» **Task goal**:
Isolate every line in the data with the string "Instant" and copy it.

=== Material for this exercise ===

//! CoreRuntime: one explicit value owning every component, constructed at
//! startup from plain constructor injection (store, encoder, backend factory,
//! sandbox). No global singletons; everything reaches its collaborators
//! through this struct.

use crate::backend::BackendFactory;
use crate::cache::{SchemaCache, ToolVersionMap};
use crate::capability::{CapabilityStore, Fqdn, ToolId};
use crate::config::Config;
use crate::decision::DecisionEngine;
use crate::discovery::DiscoveryService;
use crate::embedding::{Embedder, EmbeddingFacade};
use crate::errors::{GatewayError, GatewayResult};
use crate::executor::{ControlledDagExecutor, Task, TaskInvoker, TaskType};
use crate::feedback::FeedbackSink;
use crate::graph::Hypergraph;
use crate::graph::shgat::{ShgatConfig, ShgatScorer};
use crate::sandbox::{CodeSandbox, InjectedTool, SandboxRequest};
use crate::session::{ConnectionPool, PackageSessionRegistry};
use crate::storage::Db;
use crate::threshold::AdaptiveThresholdManager;
use async_trait::async_trait;
use serde_json::Value;
use std::sync::Arc;
use std::time::Instant;
use tracing::{info, warn};

pub struct CoreRuntime {
    pub config: Config,
    pub db: Arc<Db>,
    pub facade: Arc<EmbeddingFacade>,
    pub graph: Arc<Hypergraph>,
    pub scorer: Arc<ShgatScorer>,
    pub store: Arc<CapabilityStore>,
    pub discovery: Arc<DiscoveryService>,
    pub thresholds: Arc<AdaptiveThresholdManager>,
    pub decision: DecisionEngine,
    pub executor: ControlledDagExecutor,
    pub schema_cache: SchemaCache,
    pub tool_versions: ToolVersionMap,
    pub pool: Arc<ConnectionPool>,
    pub package_sessions: PackageSessionRegistry,
    pub sandbox: Arc<dyn CodeSandbox>,
    pub feedback: Arc<FeedbackSink>,
    started_at: Instant,
}

impl CoreRuntime {
    pub fn new(
        config: Config,
        embedder: Arc<dyn Embedder>,
        backend_factory: Arc<dyn BackendFactory>,
        sandbox: Arc<dyn CodeSandbox>,
    ) -> GatewayResult<Arc<Self>> {
        let db = match &config.storage.db_path {
            Some(path) if path.as_os_str() == ":memory:" => Db::open_in_memory(),
            Some(path) => Db::open(path),
            None => {
                let home = crate::utils::get_toolweave_home().map_err(GatewayError::Internal)?;
                Db::open(&home.join("toolweave.db"))
            }
        }
        .map_err(|e| GatewayError::Storage(e.to_string()))?;
        let db = Arc::new(db);

        let facade = Arc::new(EmbeddingFacade::with_cache_size(
            embedder,
            config.embedding.cache_size,
        ));
        let graph = Arc::new(Hypergraph::new());
        let scorer = Arc::new(ShgatScorer::new(
            graph.clone(),
            ShgatConfig::new(config.embedding.dimension),
        ));
        let store = Arc::new(CapabilityStore::new(db.clone()));
        let discovery = Arc::new(DiscoveryService::new(
            facade.clone(),
            scorer.clone(),
            graph.clone(),
            store.clone(),
            config.discovery.clone(),
        ));
        let thresholds = Arc::new(AdaptiveThresholdManager::new(
            config.thresholds.clone(),
            db.clone(),
        ));
        let decision = DecisionEngine::new(&config.safety);
        let pool = Arc::new(ConnectionPool::new(
            config.sessions.clone(),
            backend_factory,
        ));
        let feedback = Arc::new(FeedbackSink::new(
            graph.clone(),
            store.clone(),
            thresholds.clone(),
            scorer.clone(),
            facade.clone(),
        ));
        let invoker = Arc::new(RuntimeInvoker {
            pool: pool.clone(),
            store: store.clone(),
            sandbox: sandbox.clone(),
            sandbox_config: config.sandbox.clone(),
        });
        let executor = ControlledDagExecutor::new(
            config.executor.clone(),
            db.clone(),
            invoker,
            Some(discovery.clone()),
            Some(feedback.clone()),
        );

        // Warm the hypergraph with the already-learned capabilities so
        // scoring works from the first request.
        match store.list(10_000, 0) {
            Ok(capabilities) => {
                for capability in &capabilities {
                    graph.ensure_capability(capability);
                }
                info!("hypergraph seeded with {} capabilities", capabilities.len());
            }
            Err(e) => warn!("failed to seed hypergraph: {}", e),
        }

        Ok(Arc::new(Self {
            config,
            db,
            facade,
            graph,
            scorer,
            store,
            discovery,
            thresholds,
            decision,
            executor,
            schema_cache: SchemaCache::default(),
            tool_versions: ToolVersionMap::new(),
            pool,
            package_sessions: PackageSessionRegistry::default(),
            sandbox,
            feedback,
            started_at: Instant::now(),
        }))
    }

    /// Connect configured backend servers, cache their schemas, and register
    /// their tools as hypergraph nodes.
    pub async fn sync_backend_tools(&self) {
        let servers: Vec<String> = self
            .config
            .servers
            .iter()
            .filter(|(_, cfg)| cfg.enabled)
            .map(|(name, _)| name.clone())
            .collect();
        for server_id in servers {
            let client = match self.pool.acquire(&server_id).await {
                Ok(client) => client,
                Err(e) => {
                    warn!("backend {} unavailable: {}", server_id, e);
                    continue;
                }
            };
            match client.list_tools().await {
                Ok(tools) => {
                    let count = tools.len();
                    for descriptor in tools {
                        let tool_id = ToolId::new(server_id.clone(), descriptor.name);
                        self.schema_cache
                            .set(tool_id.clone(), descriptor.input_schema.clone());
                        self.tool_versions.set(&tool_id, &descriptor.input_schema);
                        let embedding = match self.facade.encode(&descriptor.description).await {
                            Ok(v) => v.to_vec(),
                            Err(_) => Vec::new(),
                        };
                        self.graph.ensure_tool(&tool_id, embedding);
                    }
                    info!("backend {} registered {} tools", server_id, count);
                }
                Err(e) => warn!("tool listing failed for {}: {}", server_id, e),
            }
            self.pool.release(&server_id).await;
        }
    }

    pub fn uptime_secs(&self) -> u64 {
        self.started_at.elapsed().as_secs()
    }

    pub async fn health(&self) -> Value {
        let capability_count = self.store.count().unwrap_or(0);
        serde_json::json!({
            "status": "ok",
            "version": crate::VERSION,
            "uptime_secs": self.uptime_secs(),
            "capabilities": capability_count,
            "graph_nodes": self.graph.snapshot().node_count(),
            "active_workflows": self.executor.registry().len(),
            "pool_connections": self.pool.active_connections().await,
        })
    }
}

/// Production task invoker: tools go through the connection pool, capability
/// code runs in the sandbox with its recorded tool set injected.
struct RuntimeInvoker {
    pool: Arc<ConnectionPool>,
    store: Arc<CapabilityStore>,
    sandbox: Arc<dyn CodeSandbox>,
    sandbox_config: crate::config::SandboxConfig,
}

#[async_trait]
impl TaskInvoker for RuntimeInvoker {
    async fn invoke(
        &self,
        task: &Task,
        arguments: serde_json::Map<String, Value>,
    ) -> GatewayResult<Value> {
        match task.task_type {
            TaskType::Tool => {
                let tool_id = ToolId::parse(&task.call_name)
                    .map_err(|e| GatewayError::InvalidParams(e.to_string()))?;
                let client = self.pool.acquire(&tool_id.server).await?;
                let result = client
                    .call_tool(&tool_id.tool, Value::Object(arguments))
                    .await
                    .map_err(|e| GatewayError::BackendTool {
                        tool: tool_id.to_string(),
                        message: e.to_string(),
                    });
                self.pool.release(&tool_id.server).await;
                result
            }
            TaskType::Capability => {
                let fqdn = Fqdn::parse(&task.call_name)
                    .map_err(|e| GatewayError::InvalidParams(e.to_string()))?;
                let capability = self
                    .store
                    .find_by_fqdn(&fqdn)?
                    .ok_or_else(|| GatewayError::NotFound(format!("capability {fqdn}")))?;
                let tools = capability
                    .tools_used
                    .iter()
                    .map(|t| InjectedTool {
                        name: t.to_string(),
                        description: None,
                        schema: None,
                    })
                    .collect();
                let outcome = self
                    .sandbox
                    .execute(SandboxRequest {
                        code: capability.code_snippet.clone(),
                        intent: None,
                        context: Some(Value::Object(arguments)),
                        config: self.sandbox_config.clone(),
                        tools,
                    })
                    .await?;
                if outcome.success {
                    Ok(outcome.result)
                } else {
                    Err(GatewayError::BackendTool {
                        tool: fqdn.to_string(),
                        message: outcome
                            .error
                            .unwrap_or_else(|| "capability execution failed".to_string()),
                    })
                }
            }
        }
    }
}
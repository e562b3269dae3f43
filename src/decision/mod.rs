//! Gateway decision: map (suggestion, confidence, thresholds) onto an
//! execution mode, with a safety predicate that can force explicit approval
//! regardless of confidence.

use crate::config::SafetyConfig;
use crate::executor::Dag;
use crate::threshold::Thresholds;
use regex::Regex;
use serde::{Deserialize, Serialize};
use tracing::{debug, warn};

#[derive(Debug, Clone, Copy, PartialEq, Eq, Serialize, Deserialize)]
#[serde(rename_all = "snake_case")]
pub enum ExecutionDecision {
    ExplicitRequired,
    Suggestion,
    SpeculativeExecution,
}

impl ExecutionDecision {
    pub fn as_str(self) -> &'static str {
        match self {
            ExecutionDecision::ExplicitRequired => "explicit_required",
            ExecutionDecision::Suggestion => "suggestion",
            ExecutionDecision::SpeculativeExecution => "speculative_execution",
        }
    }
}

/// Why a DAG was forced to explicit approval.
#[derive(Debug, Clone)]
pub struct SafetyMatch {
    pub task_id: String,
    pub pattern: String,
    pub matched_text: String,
}

/// Regex safety predicate over task call names and argument values.
pub struct SafetyPredicate {
    patterns: Vec<Regex>,
    raw: Vec<String>,
}

impl SafetyPredicate {
    pub fn from_config(config: &SafetyConfig) -> Self {
        let mut patterns = Vec::new();
        let mut raw = Vec::new();
        for source in &config.patterns {
            match Regex::new(source) {
                Ok(regex) => {
                    patterns.push(regex);
                    raw.push(source.clone());
                }
                Err(e) => warn!("invalid safety pattern '{}': {}", source, e),
            }
        }
        Self { patterns, raw }
    }

    /// First safety match across the DAG, if any.
    pub fn check(&self, dag: &Dag) -> Option<SafetyMatch> {
        for task in &dag.tasks {
            let mut haystacks = vec![task.call_name.clone()];
            for value in task.arguments.values() {
                haystacks.push(value.to_string());
            }
            for haystack in &haystacks {
                for (regex, raw) in self.patterns.iter().zip(self.raw.iter()) {
                    if let Some(found) = regex.find(haystack) {
                        return Some(SafetyMatch {
                            task_id: task.id.clone(),
                            pattern: raw.clone(),
                            matched_text: found.as_str().to_string(),
                        });
                    }
                }
            }
        }
        None
    }
}

pub struct DecisionEngine {
    predicate: SafetyPredicate,
    speculative_enabled: bool,
}

impl DecisionEngine {
    pub fn new(config: &SafetyConfig) -> Self {
        Self {
            predicate: SafetyPredicate::from_config(config),
            speculative_enabled: config.speculative_enabled,
        }
    }

    /// Decide the execution mode for a suggested DAG.
    ///
    /// Safety matches dominate everything else. Otherwise the confidence is
    /// compared against the context's thresholds, with speculation allowed
    /// only when both discovery (`can_speculate`) and configuration agree.
    pub fn decide(
        &self,
        dag: &Dag,
        confidence: f64,
        can_speculate: bool,
        thresholds: Thresholds,
    ) -> (ExecutionDecision, Option<SafetyMatch>) {
        if let Some(matched) = self.predicate.check(dag) {
            debug!(
                "safety predicate forced explicit approval (task {}, pattern {})",
                matched.task_id, matched.pattern
            );
            return (ExecutionDecision::ExplicitRequired, Some(matched));
        }

        let decision = if confidence < thresholds.explicit {
            ExecutionDecision::ExplicitRequired
        } else if confidence < thresholds.suggestion {
            ExecutionDecision::Suggestion
        } else if self.speculative_enabled && can_speculate {
            ExecutionDecision::SpeculativeExecution
        } else {
            ExecutionDecision::Suggestion
        };
        (decision, None)
    }
}

#[cfg(test)]
mod tests {
    use super::*;
    use crate::executor::Task;

    fn thresholds() -> Thresholds {
        Thresholds {
            explicit: 0.50,
            suggestion: 0.70,
        }
    }

    fn engine() -> DecisionEngine {
        DecisionEngine::new(&SafetyConfig::default())
    }

    fn dag_for(call_name: &str) -> Dag {
        Dag::new(vec![Task::tool("task_0", call_name)])
    }

    #[test]
    fn low_confidence_requires_explicit() {
        let (decision, _) = engine().decide(&dag_for("fs:read"), 0.3, true, thresholds());
        assert_eq!(decision, ExecutionDecision::ExplicitRequired);
    }

    #[test]
    fn mid_confidence_suggests() {
        let (decision, _) = engine().decide(&dag_for("fs:read"), 0.62, false, thresholds());
        assert_eq!(decision, ExecutionDecision::Suggestion);
    }

    #[test]
    fn high_confidence_speculates_when_allowed() {
        let (decision, _) = engine().decide(&dag_for("fs:read"), 0.78, true, thresholds());
        assert_eq!(decision, ExecutionDecision::SpeculativeExecution);
    }

    #[test]
    fn high_confidence_without_speculation_falls_back_to_suggestion() {
        let (decision, _) = engine().decide(&dag_for("fs:read"), 0.78, false, thresholds());
        assert_eq!(decision, ExecutionDecision::Suggestion);
    }

    #[test]
    fn destructive_call_name_forces_explicit() {
        let (decision, matched) =
            engine().decide(&dag_for("fs:delete_file"), 0.95, true, thresholds());
        assert_eq!(decision, ExecutionDecision::ExplicitRequired);
        assert_eq!(matched.unwrap().task_id, "task_0");
    }

    #[test]
    fn destructive_argument_forces_explicit() {
        let mut dag = dag_for("runner:run");
        dag.tasks[0]
            .arguments
            .insert("cmd".into(), serde_json::json!("rm -rf /tmp/scratch"));
        let (decision, matched) = engine().decide(&dag, 0.95, true, thresholds());
        assert_eq!(decision, ExecutionDecision::ExplicitRequired);
        assert!(matched.is_some());
    }

    #[test]
    fn speculation_disabled_in_config() {
        let config = SafetyConfig {
            speculative_enabled: false,
            ..SafetyConfig::default()
        };
        let engine = DecisionEngine::new(&config);
        let (decision, _) = engine.decide(&dag_for("fs:read"), 0.9, true, thresholds());
        assert_eq!(decision, ExecutionDecision::Suggestion);
    }

    #[test]
    fn invalid_patterns_are_skipped() {
        let config = SafetyConfig {
            patterns: vec!["[unclosed".into(), r"(?i)\bdrop\b".into()],
            speculative_enabled: true,
        };
        let engine = DecisionEngine::new(&config);
        let (decision, _) = engine.decide(&dag_for("db:drop_table"), 0.9, true, thresholds());
        assert_eq!(decision, ExecutionDecision::ExplicitRequired);
    }
}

===

» **Finished exercise**:
use std::time::Instant;
    started_at: Instant,
            started_at: Instant::now(),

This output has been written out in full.